Kwibuka 21-Diaspora Perspective

The year 2015 marks the 21st commemoration of the Genocide against the Tutsi in Rwanda. For 100 days, more than one million people were slaughtered for the simple fact that they were born Tutsi. In April of 1994, the killers set out to destroy the cultural and moral foundations of a society. They murdered their Tutsi neighbors in their homes, churches, hospitals, schools and streets, going as far as tracking down members of their own families when these were deemed to be of Tutsi descent. These massacres were the result of a national policy of extermination based on racist ideologies. This political mission to radically erase all traces of the existence of Tutsis was developed, promoted and implemented by the then government and intellectual elite of the country and was supported by certain foreign entities and religious groups whose own agendas condoned genocide ideologies. The killers said “Tutsis must disappear in time and space”. This horror happened under the passive eyes of the international community, even though the latter had said “Never Again” after the Holocaust of the Jews.

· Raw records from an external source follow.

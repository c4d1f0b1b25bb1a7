use super::{Limits, PowResult, Value};
use crate::number_theory;
use num_bigint::BigInt;
use num_integer::Integer as _;
use num_traits::{One, Signed, ToPrimitive, Zero};
use std::cmp::Ordering;
use std::fmt;

/// A non-negative arbitrary-precision integer. Never stores a negative
/// value (I5) — the engine always swaps operands before a subtraction that
/// would otherwise go negative.
#[derive(Clone, PartialEq, Eq, Hash)]
pub struct Integer(pub BigInt);

impl Integer {
    pub fn from_u64(n: u64) -> Self {
        Integer(BigInt::from(n))
    }
}

impl fmt::Display for Integer {
    fn fmt(&self, f: &mut fmt::Formatter) -> fmt::Result {
        write!(f, "{}", self.0)
    }
}

impl Value for Integer {
    fn from_digit(n: u8) -> Self {
        Integer(BigInt::from(n))
    }

    fn from_concat(n: u8, digits: u32) -> Self {
        let repunit = (BigInt::from(10u32).pow(digits) - BigInt::one()) / BigInt::from(9u32);
        Integer(repunit * BigInt::from(n))
    }

    fn from_bigint(n: &BigInt) -> Option<Self> {
        if n.is_negative() { None } else { Some(Integer(n.clone())) }
    }

    fn is_zero(&self) -> bool {
        self.0.is_zero()
    }

    fn to_bigint(&self) -> Option<BigInt> {
        Some(self.0.clone())
    }

    fn partial_cmp_shape(&self, other: &Self) -> Option<Ordering> {
        Some(self.0.cmp(&other.0))
    }

    fn log2_magnitude(&self) -> f64 {
        if self.0.is_zero() { 0.0 } else { self.0.bits() as f64 }
    }

    fn within_limits(&self, limits: &Limits) -> bool {
        self.0.bits() <= limits.max_digits as u64
    }

    fn add(&self, rhs: &Self) -> Option<Self> {
        Some(Integer(&self.0 + &rhs.0))
    }

    fn sub(&self, rhs: &Self) -> Option<Self> {
        let diff = &self.0 - &rhs.0;
        Some(Integer(diff.abs()))
    }

    fn mul(&self, rhs: &Self) -> Option<Self> {
        Some(Integer(&self.0 * &rhs.0))
    }

    fn div(&self, rhs: &Self) -> Option<Self> {
        if rhs.0.is_zero() {
            return None;
        }
        let (q, r) = self.0.div_mod_floor(&rhs.0);
        if r.is_zero() { Some(Integer(q)) } else { None }
    }

    fn checked_pow(&self, exponent: &Self, limits: &Limits) -> Option<PowResult<Self>> {
        if self.0.is_one() {
            return None;
        }
        let mut q = exponent.0.clone();
        if q.is_zero() {
            return None;
        }
        let base_bits = self.log2_magnitude();
        let mut wraps = 0u32;
        while base_bits * q.to_f64().unwrap_or(f64::MAX) > limits.max_digits as f64 {
            if q.is_odd() {
                return None;
            }
            q /= 2;
            wraps += 1;
        }
        let value = Integer(self.0.pow(q.to_u32()?));
        Some(PowResult::simple(value, wraps))
    }

    fn try_sqrt(&self, _limits: &Limits) -> Option<Self> {
        number_theory::try_sqrt(&self.0).map(Integer)
    }

    fn try_factorial(&self, limits: &Limits) -> Option<Self> {
        let n = self.0.to_u64()?;
        if n > limits.max_factorial {
            return None;
        }
        Some(Integer(number_theory::factorial(n)))
    }

    fn try_factorial_divide(&self, other: &Self) -> Option<Self> {
        let x = self.0.to_u64()?;
        let y = other.0.to_u64()?;
        if x < y {
            return None;
        }
        Some(Integer(number_theory::factorial_divide(x, y)))
    }

    fn reciprocal(&self) -> Option<Self> {
        if self.0.is_one() { Some(Integer(BigInt::one())) } else { None }
    }

    fn literal_pow(&self, exponent: &Self) -> Option<Self> {
        let q = exponent.0.to_u32()?;
        Some(Integer(self.0.pow(q)))
    }
}

#[cfg(test)]
mod tests {
    use super::*;

    #[test]
    fn concat_matches_repunit_formula() {
        let v = Integer::from_concat(7, 3);
        assert_eq!(v.0, BigInt::from(777));
    }

    #[test]
    fn subtraction_never_stores_negative() {
        let a = Integer::from_u64(3);
        let b = Integer::from_u64(9);
        let diff = a.sub(&b).unwrap();
        assert_eq!(diff.0, BigInt::from(6));
    }

    #[test]
    fn division_only_succeeds_when_exact() {
        let a = Integer::from_u64(10);
        let b = Integer::from_u64(4);
        assert!(a.div(&b).is_none());
        assert_eq!(a.div(&Integer::from_u64(5)).unwrap().0, BigInt::from(2));
    }
}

Today, Rwanda is rebuilding daily, and has become a country with the rule of law thanks to its leaders who have restored political stability and social order. It is now time to repair and heal, as a tribute to our loved ones who perished and to support the survivors. Survivors are without doubt in the best position to know the impact of the genocide in their lives, health, families and careers. They are also better positioned to understand the challenges facing our country and our history to ensure we never again relive the horror of genocide. In order to fight against the erasure intended by the executioners, genocide survivors and members of the Rwandan diaspora continue to be active in commemoration activities around the world.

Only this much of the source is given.